The Prime Minister’s supporters point out that in the past few years Mr Simitis has achieved low inflation, faster growth than the EU average and an acceptably low budget deficit.

But his opponents point out that hopes for 5 per cent growth this year have been scaled back, the ailing stock market has hit a three-year low, and consumer inflation is running at 3.9 per cent, with persistent dry weather making fruit and vegetables expensive.

In Thessaloniki, Mr Simitis may want to make the most of the Olympic Games taking place in Athens in 2004, promising that all Greeks and not just Athenians will reap benefits.

But for most Greeks taxes remain high, paying them is time-consuming and complicated, and the poll figures reflect the belief of many that they have seen little change in a daily struggle with bureaucracy and public services.

The Prime Minister’s closest political adviser, the Environment Minister, Mr Costas Laliotis, conceded: “We must not close our eyes and ears to the messages incorporated in the polls.”

Elections are some time away, but Mr Simitis is facing growing criticism within Pasok, the party founded by the late Andreas Papandreou.

The Prime Minister has warned that he will not sacrifice policies for the sake of popularity. But heated street protests led by the public sector unions – his power-base in Pasok – forced him to shelve plans to overhaul the state pension scheme.

Now he has brought the party congress forward by six months to October in the hope of reaffirming his leadership before launching a much-needed cabinet shuffle. A cabinet shuffle is particularly popular among Pasok voters (69.3 per cent), and ministers whose proposals have caused a public uproar recently are expected to go.
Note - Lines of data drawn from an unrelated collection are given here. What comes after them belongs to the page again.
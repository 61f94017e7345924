//! Parameters structure for the simulated vehicle

// ---------------------------------------------------------------------------
// IMPORTS
// ---------------------------------------------------------------------------

use comms_if::eqpt::loc::NUM_BEACON_RECEIVERS;
use serde::Deserialize;
use std::f64::consts::{FRAC_PI_2, FRAC_PI_4, PI};

// ---------------------------------------------------------------------------
// DATA STRUCTURES
// ---------------------------------------------------------------------------

/// Parameters for the simulated vehicle and its sensors.
///
/// The simulation works in the dock frame, with X+ pointing east and Y+
/// pointing north.
#[derive(Debug, Clone, Copy, Deserialize, PartialEq)]
#[serde(default)]
pub struct SimParams {
    /// Units: meters
    pub initial_position_m: [f64; 2],

    /// Heading anticlockwise from X+.
    ///
    /// Units: radians
    pub initial_heading_rad: f64,

    /// Number of satellites reported in every satellite solution.
    pub num_satellites: u8,

    /// Anchors further away than this don't respond.
    ///
    /// Units: meters
    pub ranging_max_range_m: f64,

    /// The beacon and short range sensor can't see the dock further away than
    /// this.
    ///
    /// Units: meters
    pub beacon_max_range_m: f64,

    /// Half width of each beacon receiver's field of view.
    ///
    /// Units: radians
    pub beacon_half_fov_rad: f64,

    /// Centre of each beacon receiver's field of view relative to the
    /// vehicle's forward axis.
    ///
    /// Units: radians
    pub beacon_receiver_bearing_rad: [f64; NUM_BEACON_RECEIVERS],
}

impl Default for SimParams {
    fn default() -> Self {
        Self {
            initial_position_m: [0.5, 15.0],
            initial_heading_rad: -FRAC_PI_2,
            num_satellites: 9,
            ranging_max_range_m: 30.0,
            beacon_max_range_m: 4.0,
            beacon_half_fov_rad: 0.6,
            beacon_receiver_bearing_rad: [FRAC_PI_4, 0.0, -FRAC_PI_4, PI],
        }
    }
}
Although Mr Simitis is standing for re-election as party leader, one of his principal rivals inside the cabinet, the ageing Defence Minister, Mr Akis Tsohatzopoulos, who leads the party’s old-fashioned tax-and-spend populists, may see this as his last opportunity to become party leader and prime minister.

The Defence Minister, angered by a trimmed defence budget and a decision to postpone buying new fighter jets, has never been reticent about his ambitions. Having suffered two previous defeats at the hands of Mr Simitis, Mr Tsohatzopoulos could see the party congress in October as his last chance for revenge.

Mr Simitis, for his part, must win and win convincingly if he can hope to keep the populists silent as he forges ahead with reforms.

If he fails to win convincingly, then the best-qualified alternative is his Foreign Minister, Mr George Papandreou.

Mr Papandreou would have a better chance than most to unite Pasok’s two main factions: the populists loyal to Mr Tsohatzopoulos who still invoke his father’s memory, and the pro-euro modernisers.

A few weeks ago, on the fifth anniversary of Andreas Papandreou’s death, the Foreign Minister danced a zeibekiko to his father’s favourite tune – Vassilis Tsitsanis’s Cloudy Sunday – on the island of Samos.

As he staggered and swirled in the solitary dance, those who watched and clapped included the Turkish Foreign Minister, Ismail Cem.

Tradition and the Turkish presence underlined Mr Papandreou’s desire to bridge the gap between populists and reformers.

But if the steps of the zeibekiko were a hint that he wanted to follow in the footsteps of his father and grandfather as prime minister, Mr Papandreou has told friends and allies within Pasok he is prepared to wait.

He believes he has plenty of time to make his bid for the party leadership in the future.